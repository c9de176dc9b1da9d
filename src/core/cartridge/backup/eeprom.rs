// gba-backup-rs/src/core/cartridge/backup/eeprom.rs

//! Serial EEPROM (512 bytes / 8 KB).
//!
//! The chip is not on the data bus at all: the game talks to it one bit at a
//! time through the EEPROM data port. Every transfer is a 2-bit command, a
//! block address (6 or 14 bits, MSB first) and, for writes, 64 data bits. A
//! read command takes one extra address bit and then clocks out 4 dummy bits
//! followed by the 64 bits of the block.
//!
//! Storage is kept in 8-byte blocks. Data bit `n` of a transfer maps to byte
//! `7 - n / 8`, bit `7 - n % 8` of the block, so the first bit on the wire is
//! the MSB of the block's last byte. This mirrors the chip's shift register
//! and save files depend on it.
//!
//! After a block write the chip stays busy for [`WRITE_BUSY_CYCLES`]. Busy is
//! not driven by a timer; it is resolved against the cycle counter the next
//! time the game touches the data port.

use super::{open_bus, BackendKind, StorageBackend, StorageError, StorageResult};
use crate::core::clock::CycleSource;
use crate::core::state::{StateHeader, StateReader, StateWriter, STATE_HEADER_SIZE};
use log::{debug, trace, warn};

/// Program/erase time of one block, in CPU cycles.
pub const WRITE_BUSY_CYCLES: u64 = 0x1A750;

/// Data bits per block.
const BLOCK_BITS: u32 = 64;

/// Dummy bits clocked out before the data of a read.
const READ_LEAD_BITS: u32 = 4;

/// EEPROM protocol state. The discriminants are the save-state codes.
#[derive(Debug, Clone, Copy, PartialEq, Eq)]
#[repr(u32)]
pub enum EepromState {
    /// Waiting for a command
    Idle = 0,
    /// Shifting in 64 data bits
    WriteData = 2,
    /// Shifting out 4 + 64 bits
    ReadData = 3,
    /// Command `01`; ignores everything until reset
    Invalid = 5,
    /// Shifting in the block address of a write
    WriteAddress = 6,
    /// Shifting in the block address of a read, plus one trailing bit
    ReadAddress = 7,
}

impl EepromState {
    pub fn code(self) -> u32 {
        self as u32
    }

    pub fn from_code(code: u32) -> Option<Self> {
        match code {
            0 => Some(EepromState::Idle),
            2 => Some(EepromState::WriteData),
            3 => Some(EepromState::ReadData),
            5 => Some(EepromState::Invalid),
            6 => Some(EepromState::WriteAddress),
            7 => Some(EepromState::ReadAddress),
            _ => None,
        }
    }
}

/// EEPROM capacity. It fixes the width of the block address.
#[derive(Debug, Clone, Copy, PartialEq, Eq)]
pub enum EepromSize {
    /// 512 bytes, 6-bit addresses
    Small,
    /// 8 KB, 14-bit addresses (only the low 10 are decoded)
    Large,
}

impl EepromSize {
    /// Only `0x1FF` selects the small chip.
    pub fn from_size_mask(size_mask: u32) -> Self {
        if size_mask == 0x1FF {
            EepromSize::Small
        } else {
            EepromSize::Large
        }
    }

    pub fn size_mask(self) -> u32 {
        match self {
            EepromSize::Small => 0x1FF,
            EepromSize::Large => 0x1FFF,
        }
    }

    pub fn bytes(self) -> usize {
        self.size_mask() as usize + 1
    }

    pub fn address_bits(self) -> u32 {
        match self {
            EepromSize::Small => 6,
            EepromSize::Large => 14,
        }
    }

    pub fn address_mask(self) -> u32 {
        match self {
            EepromSize::Small => 0x3F,
            EepromSize::Large => 0x3FF,
        }
    }
}

/// Serial EEPROM chip
#[derive(Debug, Clone)]
pub struct Eeprom {
    ready: bool,
    size: EepromSize,
    bit_offset: u32,
    bit_read: u32,
    access_address: u32,
    current_state: EepromState,
    next_state: u32,
    next_ready_cycle: u64,

    clock: CycleSource,
    data: Vec<u8>,
    dirty: bool,
}

impl Eeprom {
    pub fn new(size: EepromSize, clock: CycleSource) -> Self {
        let mut eeprom = Self {
            ready: true,
            size,
            bit_offset: 0,
            bit_read: 0,
            access_address: 0,
            current_state: EepromState::Idle,
            next_state: 0,
            next_ready_cycle: 0,
            clock,
            data: vec![0xFF; size.bytes()],
            dirty: false,
        };
        eeprom.reset();
        eeprom
    }

    /// Builds the chip from a raw size mask, as found in cartridge databases.
    pub fn with_size_mask(size_mask: u32, clock: CycleSource) -> Self {
        Self::new(EepromSize::from_size_mask(size_mask), clock)
    }

    pub fn size(&self) -> EepromSize {
        self.size
    }

    pub fn size_mask(&self) -> u32 {
        self.size.size_mask()
    }

    pub fn is_ready(&self) -> bool {
        self.ready
    }

    pub fn state(&self) -> EepromState {
        self.current_state
    }

    pub fn access_address(&self) -> u32 {
        self.access_address
    }

    pub fn next_ready_cycle(&self) -> u64 {
        self.next_ready_cycle
    }

    /// Hands the storage back at unload.
    pub fn into_data(self) -> Vec<u8> {
        self.data
    }

    fn block_offset(&self) -> usize {
        (self.access_address << 3) as usize
    }

    /// Busy ends once the cycle counter reaches the deadline.
    fn resolve_busy(&mut self) {
        if self.clock.now() >= self.next_ready_cycle {
            self.ready = true;
        }
    }

    fn decode_command(&mut self, bit: u32) {
        self.resolve_busy();
        if !self.ready {
            return;
        }

        self.access_address = 0;

        if self.bit_offset == 0 {
            self.next_state = bit;
            self.bit_offset = 1;
            return;
        }

        self.next_state = (self.next_state << 1) | bit;
        self.bit_offset = 0;

        self.current_state = match self.next_state {
            0 => EepromState::Idle,
            1 => {
                warn!("EEPROM command 01 is undefined, chip stops responding until reset");
                EepromState::Invalid
            }
            2 => EepromState::WriteAddress,
            _ => EepromState::ReadAddress,
        };
        trace!("EEPROM command {:02b} -> {:?}", self.next_state, self.current_state);
    }

    /// Shifts one address bit. Reads take one trailing bit after the address.
    fn shift_address(&mut self, bit: u32, read: bool) {
        let width = self.size.address_bits();
        let total = if read { width + 1 } else { width };

        if self.bit_offset >= total {
            return;
        }

        if self.bit_offset < width {
            self.access_address = (self.access_address | bit) << 1;
        }
        self.bit_offset += 1;

        if self.bit_offset == total {
            if read && bit != 0 {
                // The chip proceeds anyway
                warn!("EEPROM read address not terminated by 0");
            }

            self.access_address = (self.access_address >> 1) & self.size.address_mask();
            self.bit_offset = 0;
            self.current_state = if read {
                EepromState::ReadData
            } else {
                EepromState::WriteData
            };
            trace!("EEPROM block {:#x} -> {:?}", self.access_address, self.current_state);
        }
    }

    fn shift_in(&mut self, bit: u32) {
        if self.bit_read < BLOCK_BITS {
            let byte = self.block_offset() + 7 - (self.bit_read >> 3) as usize;
            let shift = 7 - (self.bit_read & 7);
            self.data[byte] = (self.data[byte] & !(1u8 << shift)) | ((bit as u8) << shift);
        }

        self.bit_read += 1;

        // 64 data bits, then one terminator bit
        if self.bit_read == BLOCK_BITS + 1 {
            if bit != 0 {
                warn!("EEPROM write not terminated by 0");
            }

            self.bit_read = 0;
            self.current_state = EepromState::Idle;
            self.ready = false;
            self.next_ready_cycle = self.clock.now().saturating_add(WRITE_BUSY_CYCLES);
            self.dirty = true;
            debug!(
                "EEPROM block {:#x} written, busy until cycle {}",
                self.access_address, self.next_ready_cycle
            );
        }
    }

    fn shift_out(&mut self) -> u8 {
        if self.bit_read < READ_LEAD_BITS {
            self.bit_read += 1;
            return 0;
        }

        let bit = self.bit_read - READ_LEAD_BITS;
        let byte = self.data[self.block_offset() + 7 - (bit >> 3) as usize];
        let out = (byte >> (7 - (bit & 7))) & 1;

        self.bit_read += 1;

        if self.bit_read == READ_LEAD_BITS + BLOCK_BITS {
            self.bit_read = 0;
            self.current_state = EepromState::Idle;
            self.ready = true;
            debug!("EEPROM block {:#x} read", self.access_address);
        }

        out
    }

    /// Rejects counters the state machine could never have produced.
    fn check_transfer(&self, state: EepromState, header: &StateHeader) -> StorageResult<()> {
        let width = self.size.address_bits();
        let (max_offset, max_read) = match state {
            EepromState::Idle => (1, 0),
            EepromState::WriteAddress => (width - 1, 0),
            EepromState::ReadAddress => (width, 0),
            EepromState::WriteData => (0, BLOCK_BITS),
            EepromState::ReadData => (0, READ_LEAD_BITS + BLOCK_BITS - 1),
            EepromState::Invalid => (0, 0),
        };
        // A half-decoded command holds a single bit
        let max_next = if state == EepromState::Idle && header.bit_offset == 1 {
            1
        } else {
            3
        };

        if header.bit_offset > max_offset || header.bit_read > max_read || header.next_state > max_next {
            return Err(StorageError::TransferOutOfRange {
                state: header.current_state,
                bit_offset: header.bit_offset,
                bit_read: header.bit_read,
                next_state: header.next_state,
            });
        }
        Ok(())
    }

    fn header(&self) -> StateHeader {
        StateHeader {
            ready: self.ready,
            size_mask: self.size.size_mask(),
            bit_offset: self.bit_offset,
            bit_read: self.bit_read,
            access_address: self.access_address,
            current_state: self.current_state.code(),
            next_state: self.next_state,
            next_ready_cycle: self.next_ready_cycle,
        }
    }
}

impl StorageBackend for Eeprom {
    fn kind(&self) -> BackendKind {
        BackendKind::Eeprom(self.size)
    }

    // The EEPROM is not mapped in the backup region
    fn read8(&mut self, _addr: u32) -> u8 {
        open_bus()
    }

    fn read16(&mut self, _addr: u32) -> u16 {
        open_bus()
    }

    fn read32(&mut self, _addr: u32) -> u32 {
        open_bus()
    }

    fn write8(&mut self, _addr: u32, _value: u8) {}

    fn write16(&mut self, _addr: u32, _value: u16) {}

    fn write32(&mut self, _addr: u32, _value: u32) {}

    fn peek8(&self, _addr: u32) -> u8 {
        open_bus()
    }

    fn reset(&mut self) {
        self.ready = true;
        self.bit_offset = 0;
        self.bit_read = 0;
        self.access_address = 0;
        self.current_state = EepromState::Idle;
        self.next_state = 0;
        self.next_ready_cycle = 0;
        debug!("EEPROM reset");
    }

    fn eeprom_read_bit(&mut self) -> u8 {
        match self.current_state {
            EepromState::Idle => {
                self.resolve_busy();
                self.ready as u8
            }
            EepromState::ReadData => self.shift_out(),
            _ => 0,
        }
    }

    fn eeprom_write_bit(&mut self, bit: u8) {
        let bit = (bit & 1) as u32;
        match self.current_state {
            EepromState::Idle => self.decode_command(bit),
            EepromState::WriteAddress => self.shift_address(bit, false),
            EepromState::ReadAddress => self.shift_address(bit, true),
            EepromState::WriteData => self.shift_in(bit),
            EepromState::ReadData | EepromState::Invalid => {}
        }
    }

    fn save_data(&self) -> Option<&[u8]> {
        Some(&self.data)
    }

    fn load_save_data(&mut self, data: &[u8]) {
        if data.len() != self.data.len() {
            warn!(
                "EEPROM save is {} bytes, chip holds {}",
                data.len(),
                self.data.len()
            );
        }
        let len = data.len().min(self.data.len());
        self.data[..len].copy_from_slice(&data[..len]);
        self.dirty = false;
    }

    fn take_dirty(&mut self) -> bool {
        std::mem::take(&mut self.dirty)
    }

    fn state_size(&self) -> usize {
        STATE_HEADER_SIZE + self.data.len()
    }

    fn save_state(&self, w: &mut StateWriter<'_>) {
        self.header().save(w);
        w.save_bytes(&self.data);
    }

    fn load_state(&mut self, r: &mut StateReader<'_>) -> StorageResult<()> {
        let header = StateHeader::load(r);

        let expected = self.size.size_mask();
        if header.size_mask != expected {
            return Err(StorageError::SizeMaskMismatch {
                expected,
                actual: header.size_mask,
            });
        }

        let state = EepromState::from_code(header.current_state)
            .ok_or(StorageError::InvalidStateCode(header.current_state))?;

        let transferring = matches!(state, EepromState::WriteData | EepromState::ReadData);
        if transferring && header.access_address > self.size.address_mask() {
            return Err(StorageError::AddressOutOfRange(header.access_address));
        }
        self.check_transfer(state, &header)?;

        r.load_bytes(&mut self.data);

        self.ready = header.ready;
        self.bit_offset = header.bit_offset;
        self.bit_read = header.bit_read;
        self.access_address = header.access_address;
        self.current_state = state;
        self.next_state = header.next_state;
        self.next_ready_cycle = header.next_ready_cycle;
        Ok(())
    }
}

● ● ●

■ WHAT IS BEING ASKED
From the records above, give again exactly the lines running from the line with "Self::new(EepromSize::from_size_mask(size_mask), clock)" to the line with "chip proceeds anyway", inclusive.

■ EXPECTED ANSWER
        Self::new(EepromSize::from_size_mask(size_mask), clock)
    }

    pub fn size(&self) -> EepromSize {
        self.size
    }

    pub fn size_mask(&self) -> u32 {
        self.size.size_mask()
    }

    pub fn is_ready(&self) -> bool {
        self.ready
    }

    pub fn state(&self) -> EepromState {
        self.current_state
    }

    pub fn access_address(&self) -> u32 {
        self.access_address
    }

    pub fn next_ready_cycle(&self) -> u64 {
        self.next_ready_cycle
    }

    /// Hands the storage back at unload.
    pub fn into_data(self) -> Vec<u8> {
        self.data
    }

    fn block_offset(&self) -> usize {
        (self.access_address << 3) as usize
    }

    /// Busy ends once the cycle counter reaches the deadline.
    fn resolve_busy(&mut self) {
        if self.clock.now() >= self.next_ready_cycle {
            self.ready = true;
        }
    }

    fn decode_command(&mut self, bit: u32) {
        self.resolve_busy();
        if !self.ready {
            return;
        }

        self.access_address = 0;

        if self.bit_offset == 0 {
            self.next_state = bit;
            self.bit_offset = 1;
            return;
        }

        self.next_state = (self.next_state << 1) | bit;
        self.bit_offset = 0;

        self.current_state = match self.next_state {
            0 => EepromState::Idle,
            1 => {
                warn!("EEPROM command 01 is undefined, chip stops responding until reset");
                EepromState::Invalid
            }
            2 => EepromState::WriteAddress,
            _ => EepromState::ReadAddress,
        };
        trace!("EEPROM command {:02b} -> {:?}", self.next_state, self.current_state);
    }

    /// Shifts one address bit. Reads take one trailing bit after the address.
    fn shift_address(&mut self, bit: u32, read: bool) {
        let width = self.size.address_bits();
        let total = if read { width + 1 } else { width };

        if self.bit_offset >= total {
            return;
        }

        if self.bit_offset < width {
            self.access_address = (self.access_address | bit) << 1;
        }
        self.bit_offset += 1;

        if self.bit_offset == total {
            if read && bit != 0 {
                // The chip proceeds anyway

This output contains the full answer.